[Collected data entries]
--- START ---
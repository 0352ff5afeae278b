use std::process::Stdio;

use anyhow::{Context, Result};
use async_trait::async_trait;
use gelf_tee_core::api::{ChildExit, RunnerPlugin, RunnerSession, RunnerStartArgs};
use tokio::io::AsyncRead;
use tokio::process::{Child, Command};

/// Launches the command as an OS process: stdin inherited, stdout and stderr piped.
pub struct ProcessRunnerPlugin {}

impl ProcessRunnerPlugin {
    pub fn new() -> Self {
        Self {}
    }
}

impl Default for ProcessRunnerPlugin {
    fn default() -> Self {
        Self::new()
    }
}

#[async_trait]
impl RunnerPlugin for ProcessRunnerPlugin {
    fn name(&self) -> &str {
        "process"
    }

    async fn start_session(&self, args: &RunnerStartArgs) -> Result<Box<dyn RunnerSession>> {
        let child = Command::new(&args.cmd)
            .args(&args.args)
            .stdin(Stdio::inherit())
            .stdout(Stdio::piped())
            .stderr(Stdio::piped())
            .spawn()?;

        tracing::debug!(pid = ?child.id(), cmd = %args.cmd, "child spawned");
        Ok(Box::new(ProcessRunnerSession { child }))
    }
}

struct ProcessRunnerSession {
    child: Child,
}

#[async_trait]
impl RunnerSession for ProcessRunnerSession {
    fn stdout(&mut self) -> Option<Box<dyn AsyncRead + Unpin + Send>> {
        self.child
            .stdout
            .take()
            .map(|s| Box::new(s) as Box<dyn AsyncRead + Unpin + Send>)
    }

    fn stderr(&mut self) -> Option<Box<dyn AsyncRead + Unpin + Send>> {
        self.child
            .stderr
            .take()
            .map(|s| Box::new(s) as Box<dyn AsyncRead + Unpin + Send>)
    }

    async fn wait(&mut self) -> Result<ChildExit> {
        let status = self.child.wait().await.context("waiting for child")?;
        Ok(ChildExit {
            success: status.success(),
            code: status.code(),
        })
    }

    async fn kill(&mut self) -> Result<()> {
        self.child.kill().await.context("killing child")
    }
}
--- END ---
--- START ---
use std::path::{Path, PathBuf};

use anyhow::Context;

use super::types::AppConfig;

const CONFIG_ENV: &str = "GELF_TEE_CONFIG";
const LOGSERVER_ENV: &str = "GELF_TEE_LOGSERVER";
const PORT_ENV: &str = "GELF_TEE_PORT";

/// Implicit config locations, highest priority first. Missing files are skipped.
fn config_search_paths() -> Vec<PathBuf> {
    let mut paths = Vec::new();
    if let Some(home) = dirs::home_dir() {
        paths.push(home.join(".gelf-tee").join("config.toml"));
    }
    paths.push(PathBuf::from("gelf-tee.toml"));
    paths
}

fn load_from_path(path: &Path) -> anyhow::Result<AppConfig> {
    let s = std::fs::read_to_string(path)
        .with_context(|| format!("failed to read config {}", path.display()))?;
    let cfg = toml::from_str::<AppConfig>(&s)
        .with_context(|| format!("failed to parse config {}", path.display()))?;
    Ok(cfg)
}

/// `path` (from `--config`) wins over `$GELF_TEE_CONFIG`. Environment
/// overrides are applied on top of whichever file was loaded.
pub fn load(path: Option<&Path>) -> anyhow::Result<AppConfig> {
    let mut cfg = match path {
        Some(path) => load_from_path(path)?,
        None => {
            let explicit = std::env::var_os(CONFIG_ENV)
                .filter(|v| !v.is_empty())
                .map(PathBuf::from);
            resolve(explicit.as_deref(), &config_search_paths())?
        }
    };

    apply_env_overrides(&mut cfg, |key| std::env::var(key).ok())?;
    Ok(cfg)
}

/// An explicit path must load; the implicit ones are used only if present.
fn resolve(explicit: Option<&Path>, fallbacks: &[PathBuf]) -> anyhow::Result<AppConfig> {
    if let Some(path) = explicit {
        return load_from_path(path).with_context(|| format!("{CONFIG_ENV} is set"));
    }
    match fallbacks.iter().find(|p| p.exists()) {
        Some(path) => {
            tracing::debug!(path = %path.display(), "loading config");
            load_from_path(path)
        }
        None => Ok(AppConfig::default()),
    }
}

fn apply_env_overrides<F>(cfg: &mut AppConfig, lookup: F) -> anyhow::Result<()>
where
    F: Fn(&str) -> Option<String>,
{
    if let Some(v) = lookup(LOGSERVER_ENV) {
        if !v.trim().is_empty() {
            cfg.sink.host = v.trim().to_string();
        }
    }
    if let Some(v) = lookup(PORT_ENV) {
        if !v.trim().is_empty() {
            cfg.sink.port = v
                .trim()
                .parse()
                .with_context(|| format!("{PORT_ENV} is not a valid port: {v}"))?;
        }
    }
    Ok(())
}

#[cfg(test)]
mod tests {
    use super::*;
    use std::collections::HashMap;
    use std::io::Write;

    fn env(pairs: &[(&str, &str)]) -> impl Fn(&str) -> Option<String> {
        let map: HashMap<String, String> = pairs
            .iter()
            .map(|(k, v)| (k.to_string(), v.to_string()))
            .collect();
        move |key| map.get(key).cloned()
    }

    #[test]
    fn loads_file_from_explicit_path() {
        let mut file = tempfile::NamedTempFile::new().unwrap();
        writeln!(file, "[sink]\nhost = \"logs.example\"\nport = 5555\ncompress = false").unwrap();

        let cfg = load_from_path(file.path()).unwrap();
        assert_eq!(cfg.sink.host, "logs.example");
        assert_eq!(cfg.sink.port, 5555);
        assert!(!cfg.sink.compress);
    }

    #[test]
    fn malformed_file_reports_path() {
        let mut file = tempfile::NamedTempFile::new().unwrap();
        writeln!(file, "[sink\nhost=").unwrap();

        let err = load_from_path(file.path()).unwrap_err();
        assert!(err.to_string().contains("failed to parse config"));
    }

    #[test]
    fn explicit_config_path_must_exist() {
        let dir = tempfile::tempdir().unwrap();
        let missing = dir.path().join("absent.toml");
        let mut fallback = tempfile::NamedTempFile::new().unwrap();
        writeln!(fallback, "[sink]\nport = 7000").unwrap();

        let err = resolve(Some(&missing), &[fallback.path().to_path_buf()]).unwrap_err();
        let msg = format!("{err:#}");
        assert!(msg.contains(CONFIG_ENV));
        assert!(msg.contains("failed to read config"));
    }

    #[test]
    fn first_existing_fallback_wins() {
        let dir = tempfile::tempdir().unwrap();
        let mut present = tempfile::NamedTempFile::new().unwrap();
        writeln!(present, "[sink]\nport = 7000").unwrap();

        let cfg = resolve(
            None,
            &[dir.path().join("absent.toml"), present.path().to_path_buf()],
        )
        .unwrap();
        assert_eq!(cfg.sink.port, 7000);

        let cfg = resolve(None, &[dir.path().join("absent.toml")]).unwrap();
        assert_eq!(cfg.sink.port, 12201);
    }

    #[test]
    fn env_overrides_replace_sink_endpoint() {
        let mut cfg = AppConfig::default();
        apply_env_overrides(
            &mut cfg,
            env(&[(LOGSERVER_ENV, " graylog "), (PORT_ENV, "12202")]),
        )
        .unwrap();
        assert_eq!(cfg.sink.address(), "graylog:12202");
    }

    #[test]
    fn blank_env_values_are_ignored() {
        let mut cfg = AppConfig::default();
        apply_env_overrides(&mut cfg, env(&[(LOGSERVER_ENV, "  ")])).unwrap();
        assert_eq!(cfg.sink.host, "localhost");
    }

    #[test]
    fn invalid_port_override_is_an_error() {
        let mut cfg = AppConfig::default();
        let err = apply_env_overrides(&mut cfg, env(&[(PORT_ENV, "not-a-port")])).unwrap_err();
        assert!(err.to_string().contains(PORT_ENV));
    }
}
--- END ---
--- START ---
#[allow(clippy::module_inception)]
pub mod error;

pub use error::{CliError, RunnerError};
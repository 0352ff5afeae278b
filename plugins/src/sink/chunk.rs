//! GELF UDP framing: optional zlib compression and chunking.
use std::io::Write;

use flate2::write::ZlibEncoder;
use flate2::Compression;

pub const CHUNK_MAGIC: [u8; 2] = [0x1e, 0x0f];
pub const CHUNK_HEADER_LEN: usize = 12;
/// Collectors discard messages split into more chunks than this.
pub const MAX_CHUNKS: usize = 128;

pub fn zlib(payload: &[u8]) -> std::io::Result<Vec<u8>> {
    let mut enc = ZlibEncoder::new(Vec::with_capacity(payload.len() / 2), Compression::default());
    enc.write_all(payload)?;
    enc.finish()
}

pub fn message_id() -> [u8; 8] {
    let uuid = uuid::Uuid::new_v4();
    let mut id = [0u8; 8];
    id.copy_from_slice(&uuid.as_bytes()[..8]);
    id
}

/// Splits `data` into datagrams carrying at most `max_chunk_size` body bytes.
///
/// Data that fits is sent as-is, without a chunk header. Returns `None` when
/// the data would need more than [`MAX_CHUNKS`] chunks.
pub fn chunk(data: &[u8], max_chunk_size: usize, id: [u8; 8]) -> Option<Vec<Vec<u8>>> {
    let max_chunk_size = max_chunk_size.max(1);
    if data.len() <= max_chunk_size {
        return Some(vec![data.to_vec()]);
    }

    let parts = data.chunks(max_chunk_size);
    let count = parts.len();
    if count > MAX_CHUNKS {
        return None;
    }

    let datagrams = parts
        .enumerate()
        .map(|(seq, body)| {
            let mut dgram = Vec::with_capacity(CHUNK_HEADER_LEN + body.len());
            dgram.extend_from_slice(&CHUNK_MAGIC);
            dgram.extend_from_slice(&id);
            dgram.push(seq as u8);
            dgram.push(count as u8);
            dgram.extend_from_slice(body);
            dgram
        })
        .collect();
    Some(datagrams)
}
--- END ---
▸ TASK REQUIREMENTS:
Copy out all lines from the records where the word "example" appears.

▸ RESULT:
        writeln!(file, "[sink]\nhost = \"logs.example\"\nport = 5555\ncompress = false").unwrap();
        assert_eq!(cfg.sink.host, "logs.example");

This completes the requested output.